1000 years in a nutshell

 
'Hales' or 'Halas' entry in the Domesday Book
Around 1000AD, Oldbury, Langley and Warley were small hamlets in the northernmost part of the Manor of Hales in Worcestershire. With the arrival of the Normans in 1066, most of the manor of Halesowen was given by William I to Roger Montgomery, Earl of Shrewsbury, and transferred to Shropshire, where most of his lands were held. About half of the lands of Warley, however, were granted to William FitzAnsculf, whose base was at Dudley, and this remained in Worcestershire (Warley Wigorn). The remainder of Warley (Warley Salop) went into Shropshire with the rest of the manor.

Hales Manor remained in the hands of Earl Roger's descendants until 1102, when Robert de Belesme led an unsuccessful rising against Henry I, and the manor was confiscated by the crown. In 1177, Henry II gave it to his brother-in-law, David ap Owen, Prince of Wales, and it became 'Hales Owen'. It reverted to the crown on his death, and ten years later King John granted it to the Bishop of Worcester to found a religious house.

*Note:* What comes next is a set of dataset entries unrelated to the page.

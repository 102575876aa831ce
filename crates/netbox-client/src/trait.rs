//! NetBoxClient trait for mocking
//!
//! This trait abstracts the NetBoxClient to enable mocking in unit tests.
//! The concrete NetBoxClient implements this trait, and tests can use mock implementations.

use crate::error::NetBoxError;
use crate::models::*;

/// Trait for NetBox API client operations
///
/// This trait enables mocking of NetBox API calls for unit testing.
/// All async methods must be `Send` to work with Tokio's work-stealing runtime.
///
/// Filters are passed through as NetBox query parameters (`vrf_id`, `parent`,
/// `status`, `name`, ...). With `fetch_all` every page is followed.
#[async_trait::async_trait]
pub trait NetBoxClientTrait: Send + Sync {
    /// Get the base URL
    fn base_url(&self) -> &str;

    /// Validate the API token
    async fn validate_token(&self) -> Result<(), NetBoxError>;

    // IPAM Operations
    async fn query_vrfs(&self, filters: &[(&str, &str)], fetch_all: bool) -> Result<Vec<Vrf>, NetBoxError>;
    async fn get_vrf(&self, id: u64) -> Result<Vrf, NetBoxError>;
    async fn query_prefixes(&self, filters: &[(&str, &str)], fetch_all: bool) -> Result<Vec<Prefix>, NetBoxError>;
    async fn get_prefix(&self, id: u64) -> Result<Prefix, NetBoxError>;
    async fn query_ip_addresses(&self, filters: &[(&str, &str)], fetch_all: bool) -> Result<Vec<IPAddress>, NetBoxError>;
    async fn create_ip_address(&self, request: CreateIPAddressRequest) -> Result<IPAddress, NetBoxError>;

    // Virtualization Operations
    async fn query_virtual_machines(&self, filters: &[(&str, &str)], fetch_all: bool) -> Result<Vec<VirtualMachine>, NetBoxError>;
    async fn query_vm_interfaces(&self, filters: &[(&str, &str)], fetch_all: bool) -> Result<Vec<VMInterface>, NetBoxError>;
    async fn create_vm_interface(&self, request: CreateVMInterfaceRequest) -> Result<VMInterface, NetBoxError>;
    async fn update_virtual_machine_primary_ip(
        &self,
        vm_id: u64,
        primary_ip4_id: Option<u64>,
        primary_ip6_id: Option<u64>,
    ) -> Result<VirtualMachine, NetBoxError>;
}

Ruins of Halesowen Abbey from sketch by Elizabeth Reynolds in 1834 [in Sandwell Community History and Archives]

The first 'White Friars', or Presmonstratensian Canons, arrived on 6th May 1216, and Oldbury, like the rest of Hales Owen manor, came under monastic rule. Hales Owen Abbey was not a large establishment, but the relationship between the Abbot and the people of the manor was often strained. The 'manor rolls' provide an insight to life in the thirteenth and fourteenth centuries. Various watermills and chapels in Oldbury are mentioned, and also the five open fields that surrounded Oldbury. During the Black Death of the 1340s the population of the manor was reduced by about a third.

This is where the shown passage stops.